● What you need to do
Filter the material below down to the lines containing the word "frame".

● Data records
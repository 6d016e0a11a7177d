use criterion::{black_box, criterion_group, criterion_main, Criterion};
use dasp_signal::{rate, Signal};
use fbank::kernel::KernelLifecycle;
use fbank::signal::fft::{FourierConfig, FourierKernel};
use fbank::signal::filterbank::{chroma_bank, erb_bank, mel_bank};
use fbank::signal::windows::Window;

const SAMPLE_HZ: f64 = 16000.;
const FFT_SIZE: usize = 512;

/// Power spectrum of one Hann-windowed frame of a 440 Hz sine.
fn sine_power_spectrum() -> Vec<f64> {
    let mut signal = rate(SAMPLE_HZ).const_hz(440.).sine();
    let mut frame: Vec<f64> = (0..400).map(|_| signal.next()).collect();
    Window::Hann.apply(&mut frame);
    let mut fft =
        FourierKernel::try_new(FourierConfig { size: FFT_SIZE }).expect("valid fft size");
    fft.power_spectrum(&frame).expect("frame fits the transform")
}

fn mel_bank_design(c: &mut Criterion) {
    c.bench_function("mel_bank_40x512", |b| {
        b.iter(|| {
            black_box(
                mel_bank(40, FFT_SIZE, SAMPLE_HZ, 20.0, 0.0, None).expect("valid mel bank"),
            );
        });
    });
}

fn erb_bank_design(c: &mut Criterion) {
    c.bench_function("erb_bank_32x512", |b| {
        b.iter(|| {
            black_box(
                erb_bank(32, FFT_SIZE, SAMPLE_HZ, 50.0, 0.0, true).expect("valid erb bank"),
            );
        });
    });
}

fn chroma_bank_design(c: &mut Criterion) {
    c.bench_function("chroma_bank_4096", |b| {
        b.iter(|| {
            black_box(chroma_bank(4096, 22050.0).expect("valid chroma bank"));
        });
    });
}

fn mel_bank_apply(c: &mut Criterion) {
    let bank = mel_bank(40, FFT_SIZE, SAMPLE_HZ, 20.0, 0.0, None).expect("valid mel bank");
    let spectrum = sine_power_spectrum();

    c.bench_function("mel_bank_apply_and_log", |b| {
        b.iter(|| {
            black_box(
                bank.apply_and_log(black_box(&spectrum), 1e-10)
                    .expect("spectrum matches the bank"),
            );
        });
    });
}

criterion_group!(
    benches,
    mel_bank_design,
    erb_bank_design,
    chroma_bank_design,
    mel_bank_apply,
);
criterion_main!(benches);
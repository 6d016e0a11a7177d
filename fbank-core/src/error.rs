use core::fmt;

/// Errors raised by the numeric core.
#[derive(Debug, Clone, PartialEq, Eq)]
pub enum Error {
    /// Argument passed into a function was invalid.
    InvalidArg {
        /// The invalid arg.
        arg: String,
        /// Explaining why arg is invalid.
        reason: String,
    },
    /// The convolution backend rejected its inputs.
    Conv {
        /// Message reported by the backend.
        reason: String,
    },
    /// Execution was attempted with a violated invariant.
    ExecInvariantViolation {
        /// Why execution could not proceed.
        reason: String,
    },
}

impl fmt::Display for Error {
    fn fmt(&self, f: &mut fmt::Formatter<'_>) -> fmt::Result {
        match self {
            Error::InvalidArg { arg, reason } => {
                write!(f, "Invalid argument `{arg}`: {reason}")
            }
            Error::Conv { reason } => write!(f, "Convolution failed: {reason}"),
            Error::ExecInvariantViolation { reason } => {
                write!(f, "Execution invariant violation: {reason}")
            }
        }
    }
}

impl std::error::Error for Error {}

/// Result alias for the numeric core.
pub type Result<T> = core::result::Result<T, Error>;
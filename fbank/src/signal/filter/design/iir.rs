//! IIR design from analog prototypes.
//!
//! Prototype poles and zeros are moved to the requested band in the analog
//! domain, mapped to the z-plane with [`bilinear`], and the resulting
//! transfer function is normalized to unit magnitude at a reference
//! frequency: DC for lowpass and bandstop, Nyquist for highpass and the band
//! center for bandpass.

use core::f64::consts::PI;

use super::bilinear::{bilinear, prewarp};
use super::{
    AnalogPrototype, DigitalFilter, FilterBandType, FilterOutputType, TransferFunction,
};
use crate::kernel::{ConfigError, ExecInvariantViolation, KernelLifecycle};
use crate::signal::traits::IirDesign;
use nalgebra::Complex;

/// Highest normalized frequency, in cycles/sample.
const NYQUIST: f64 = 0.5;

/// Reject cutoffs outside the closed interval `[0, 0.5]`.
pub(crate) fn validate_cutoff(frequency: f64, arg: &'static str) -> Result<(), ConfigError> {
    if !(0.0..=NYQUIST).contains(&frequency) {
        return Err(ConfigError::InvalidArgument {
            arg,
            reason: "normalized cutoff must lie in [0, 0.5]",
        });
    }
    Ok(())
}

/// Reject band edges that leave nothing to pass: a lowpass at DC, a highpass
/// at Nyquist or a bandstop over the whole range.
pub(crate) fn check_passband(band: FilterBandType, cutoff: &[f64]) -> Result<(), ConfigError> {
    let empty = match (band, cutoff) {
        (FilterBandType::Lowpass, [f]) => *f == 0.0,
        (FilterBandType::Highpass, [f]) => *f == NYQUIST,
        (FilterBandType::Bandstop, [f1, f2]) => *f1 == 0.0 && *f2 == NYQUIST,
        _ => false,
    };
    if empty {
        return Err(ConfigError::InvalidArgument {
            arg: "cutoff",
            reason: "band edges leave an empty passband",
        });
    }
    Ok(())
}

fn validate_band(f1: f64, f2: f64) -> Result<(), ConfigError> {
    validate_cutoff(f1, "f1")?;
    validate_cutoff(f2, "f2")?;
    if f1 >= f2 {
        return Err(ConfigError::InvalidArgument {
            arg: "f2",
            reason: "band edges must satisfy f1 < f2",
        });
    }
    Ok(())
}

fn check_proper(poles: &[Complex<f64>], zeros: &[Complex<f64>]) -> Result<(), ConfigError> {
    if poles.is_empty() {
        return Err(ConfigError::EmptyInput { arg: "poles" });
    }
    if zeros.len() > poles.len() {
        return Err(ConfigError::InvalidArgument {
            arg: "zeros",
            reason: "improper prototype; poles must be >= zeros",
        });
    }
    Ok(())
}

fn check_nonzero(values: &[Complex<f64>], arg: &'static str) -> Result<(), ConfigError> {
    if values.iter().any(|v| v.norm() == 0.0) {
        return Err(ConfigError::InvalidArgument {
            arg,
            reason: "prototype values at the origin cannot be inverted",
        });
    }
    Ok(())
}

/// Split each prototype value into the two band-edge images `α(1 ± β)`,
/// `β = sqrt(1 - (f0/α)²)`, and map both through the bilinear transform.
fn band_images(
    values: &[Complex<f64>],
    f0: f64,
    alpha: impl Fn(Complex<f64>) -> Complex<f64>,
) -> Vec<Complex<f64>> {
    let mut out = Vec::with_capacity(2 * values.len());
    for v in values {
        let a = alpha(*v);
        let beta = (Complex::new(1.0, 0.0) - (f0 / a) * (f0 / a)).sqrt();
        let first = bilinear(a * (1.0 + beta));
        let mut second = bilinear(a * (1.0 - beta));
        // A real value that splits into a complex pair keeps it exactly paired.
        if v.im == 0.0 && first.im != 0.0 {
            second = first.conj();
        }
        out.push(first);
        out.push(second);
    }
    out
}

/// Unit transfer function, the limit of a design whose passband covers
/// `[0, 0.5]`.
fn passthrough() -> Result<TransferFunction, ExecInvariantViolation> {
    Ok(TransferFunction::from_zpk(Vec::new(), Vec::new(), 1.0)?)
}

fn finish(
    zeros: Vec<Complex<f64>>,
    poles: Vec<Complex<f64>>,
    reference: f64,
) -> Result<TransferFunction, ExecInvariantViolation> {
    let mut tf = TransferFunction::from_zpk(zeros, poles, 1.0)?;
    tf.normalize_at(reference)?;
    Ok(tf)
}

/// Lowpass transfer function with normalized cutoff `frequency`.
///
/// Prototype poles (and zeros, when given) are scaled by the pre-warped
/// cutoff. Zeros the prototype does not supply are placed at `z = -1`. A
/// cutoff at Nyquist passes everything; a cutoff at DC is rejected.
pub fn build_lowpass(
    frequency: f64,
    poles: &[Complex<f64>],
    zeros: Option<&[Complex<f64>]>,
) -> Result<TransferFunction, ExecInvariantViolation> {
    validate_cutoff(frequency, "frequency")?;
    check_passband(FilterBandType::Lowpass, &[frequency])?;
    let zeros = zeros.unwrap_or(&[]);
    check_proper(poles, zeros)?;
    if frequency == NYQUIST {
        return passthrough();
    }
    let warped = prewarp(frequency);

    let p = poles.iter().map(|p| bilinear(p * warped)).collect();
    let mut z: Vec<Complex<f64>> = zeros.iter().map(|z| bilinear(z * warped)).collect();
    z.resize(poles.len(), Complex::new(-1.0, 0.0));
    finish(z, p, 0.0)
}

/// Highpass transfer function with normalized cutoff `frequency`.
///
/// Prototype values `v` move to `ω/v`. Zeros the prototype does not supply
/// are placed at `z = 1`. A cutoff at DC passes everything; a cutoff at
/// Nyquist is rejected.
pub fn build_highpass(
    frequency: f64,
    poles: &[Complex<f64>],
    zeros: Option<&[Complex<f64>]>,
) -> Result<TransferFunction, ExecInvariantViolation> {
    validate_cutoff(frequency, "frequency")?;
    check_passband(FilterBandType::Highpass, &[frequency])?;
    let zeros = zeros.unwrap_or(&[]);
    check_proper(poles, zeros)?;
    check_nonzero(poles, "poles")?;
    check_nonzero(zeros, "zeros")?;
    if frequency == 0.0 {
        return passthrough();
    }
    let warped = Complex::new(prewarp(frequency), 0.0);

    let p = poles.iter().map(|p| bilinear(warped / p)).collect();
    let mut z: Vec<Complex<f64>> = zeros.iter().map(|z| bilinear(warped / z)).collect();
    z.resize(poles.len(), Complex::new(1.0, 0.0));
    finish(z, p, PI)
}

/// Bandpass transfer function passing `f1..f2`.
///
/// Every prototype value becomes a pair around the geometric band center.
/// Missing zeros split evenly between `z = 1` and `z = -1`. The response is
/// normalized at the digital image of the geometric center. An edge at DC
/// (Nyquist) collapses the band transform into a lowpass (highpass) at the
/// other edge.
pub fn build_bandpass(
    f1: f64,
    f2: f64,
    poles: &[Complex<f64>],
    zeros: Option<&[Complex<f64>]>,
) -> Result<TransferFunction, ExecInvariantViolation> {
    validate_band(f1, f2)?;
    let zeros = zeros.unwrap_or(&[]);
    check_proper(poles, zeros)?;
    check_nonzero(poles, "poles")?;
    check_nonzero(zeros, "zeros")?;
    match (f1 == 0.0, f2 == NYQUIST) {
        (true, true) => return passthrough(),
        (true, false) => return build_lowpass(f2, poles, Some(zeros)),
        (false, true) => return build_highpass(f1, poles, Some(zeros)),
        (false, false) => {}
    }
    let (w1, w2) = (prewarp(f1), prewarp(f2));
    let f0 = (w1 * w2).sqrt();
    let bw = w2 - w1;

    let p = band_images(poles, f0, |v| v * (bw / 2.0));
    let mut z = band_images(zeros, f0, |v| v * (bw / 2.0));
    let missing = poles.len() - zeros.len();
    z.extend(core::iter::repeat(Complex::new(-1.0, 0.0)).take(missing));
    z.extend(core::iter::repeat(Complex::new(1.0, 0.0)).take(missing));
    finish(z, p, 2.0 * f0.atan())
}

/// Bandstop transfer function rejecting `f1..f2`.
///
/// Missing zeros land on the unit circle at the band center, as conjugate
/// pairs. An edge at DC (Nyquist) leaves a highpass (lowpass) at the other
/// edge; a stopband over the whole range is rejected.
pub fn build_bandstop(
    f1: f64,
    f2: f64,
    poles: &[Complex<f64>],
    zeros: Option<&[Complex<f64>]>,
) -> Result<TransferFunction, ExecInvariantViolation> {
    validate_band(f1, f2)?;
    check_passband(FilterBandType::Bandstop, &[f1, f2])?;
    let zeros = zeros.unwrap_or(&[]);
    check_proper(poles, zeros)?;
    check_nonzero(poles, "poles")?;
    check_nonzero(zeros, "zeros")?;
    if f1 == 0.0 {
        return build_highpass(f2, poles, Some(zeros));
    }
    if f2 == NYQUIST {
        return build_lowpass(f1, poles, Some(zeros));
    }
    let (w1, w2) = (prewarp(f1), prewarp(f2));
    let f0 = (w1 * w2).sqrt();
    let bw = w2 - w1;

    let p = band_images(poles, f0, |v| Complex::new(bw / 2.0, 0.0) / v);
    let mut z = band_images(zeros, f0, |v| Complex::new(bw / 2.0, 0.0) / v);
    let notch = bilinear(Complex::new(0.0, f0));
    for _ in 0..poles.len() - zeros.len() {
        z.push(notch);
        z.push(notch.conj());
    }
    finish(z, p, 0.0)
}

/// Constructor config for [`IirDesignKernel`].
#[derive(Debug, Clone, PartialEq)]
pub struct IirDesignConfig {
    /// Band type.
    pub band: FilterBandType,
    /// Normalized cutoff(s) in cycles/sample: one for lowpass/highpass, two
    /// ascending edges for bandpass/bandstop.
    pub cutoff: Vec<f64>,
    /// Analog prototype.
    pub prototype: AnalogPrototype,
    /// Output representation.
    pub output: FilterOutputType,
}

/// IIR design kernel.
#[derive(Debug, Clone, PartialEq)]
pub struct IirDesignKernel {
    band: FilterBandType,
    cutoff: Vec<f64>,
    prototype: AnalogPrototype,
    output: FilterOutputType,
}

impl KernelLifecycle for IirDesignKernel {
    type Config = IirDesignConfig;

    fn try_new(config: Self::Config) -> Result<Self, ConfigError> {
        let expected = config.band.cutoff_count();
        if config.cutoff.len() != expected {
            return Err(ConfigError::LengthMismatch {
                arg: "cutoff",
                expected,
                got: config.cutoff.len(),
            });
        }
        match config.cutoff.as_slice() {
            [f] => validate_cutoff(*f, "cutoff")?,
            [f1, f2] => validate_band(*f1, *f2)?,
            _ => {}
        }
        check_passband(config.band, &config.cutoff)?;
        config.prototype.validate()?;
        Ok(Self {
            band: config.band,
            cutoff: config.cutoff,
            prototype: config.prototype,
            output: config.output,
        })
    }
}

impl IirDesignKernel {
    fn transfer_function(&self) -> Result<TransferFunction, ExecInvariantViolation> {
        let poles = self.prototype.poles();
        let zeros = self.prototype.zeros();
        let zeros = Some(zeros.as_slice());
        match (self.band, self.cutoff.as_slice()) {
            (FilterBandType::Lowpass, [f]) => build_lowpass(*f, &poles, zeros),
            (FilterBandType::Highpass, [f]) => build_highpass(*f, &poles, zeros),
            (FilterBandType::Bandpass, [f1, f2]) => build_bandpass(*f1, *f2, &poles, zeros),
            (FilterBandType::Bandstop, [f1, f2]) => build_bandstop(*f1, *f2, &poles, zeros),
            _ => Err(ExecInvariantViolation::InvalidState {
                reason: "cutoff count does not match band type",
            }),
        }
    }
}

impl IirDesign<f64> for IirDesignKernel {
    type Output = DigitalFilter;

    fn run_alloc(&self) -> Result<Self::Output, ExecInvariantViolation> {
        let tf = self.transfer_function()?;
        Ok(match self.output {
            FilterOutputType::Tf => DigitalFilter::Tf(tf),
            FilterOutputType::Zpk => DigitalFilter::Zpk(tf.to_zpk()),
            FilterOutputType::Ba => DigitalFilter::Ba(tf.to_ba()),
            FilterOutputType::Sos => DigitalFilter::Sos(tf.to_sos()?),
        })
    }
}

fn design(
    prototype: AnalogPrototype,
    cutoff: &[f64],
    band: FilterBandType,
    output: FilterOutputType,
) -> Result<DigitalFilter, ExecInvariantViolation> {
    let kernel = IirDesignKernel::try_new(IirDesignConfig {
        band,
        cutoff: cutoff.to_vec(),
        prototype,
        output,
    })?;
    kernel.run_alloc()
}

/// Butterworth design, see [`IirDesignKernel`].
pub fn butter(
    order: usize,
    cutoff: &[f64],
    band: FilterBandType,
    output: FilterOutputType,
) -> Result<DigitalFilter, ExecInvariantViolation> {
    design(AnalogPrototype::Butterworth { order }, cutoff, band, output)
}

/// Chebyshev type I design with `ripple_db` of passband ripple.
pub fn cheby1(
    order: usize,
    ripple_db: f64,
    cutoff: &[f64],
    band: FilterBandType,
    output: FilterOutputType,
) -> Result<DigitalFilter, ExecInvariantViolation> {
    design(
        AnalogPrototype::ChebyshevI { order, ripple_db },
        cutoff,
        band,
        output,
    )
}

/// Chebyshev type II design with `attenuation_db` of stopband attenuation.
pub fn cheby2(
    order: usize,
    attenuation_db: f64,
    cutoff: &[f64],
    band: FilterBandType,
    output: FilterOutputType,
) -> Result<DigitalFilter, ExecInvariantViolation> {
    design(
        AnalogPrototype::ChebyshevII {
            order,
            attenuation_db,
        },
        cutoff,
        band,
        output,
    )
}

● Written answer
/// Power spectrum of one Hann-windowed frame of a 440 Hz sine.
    let mut frame: Vec<f64> = (0..400).map(|_| signal.next()).collect();
    Window::Hann.apply(&mut frame);
    fft.power_spectrum(&frame).expect("frame fits the transform")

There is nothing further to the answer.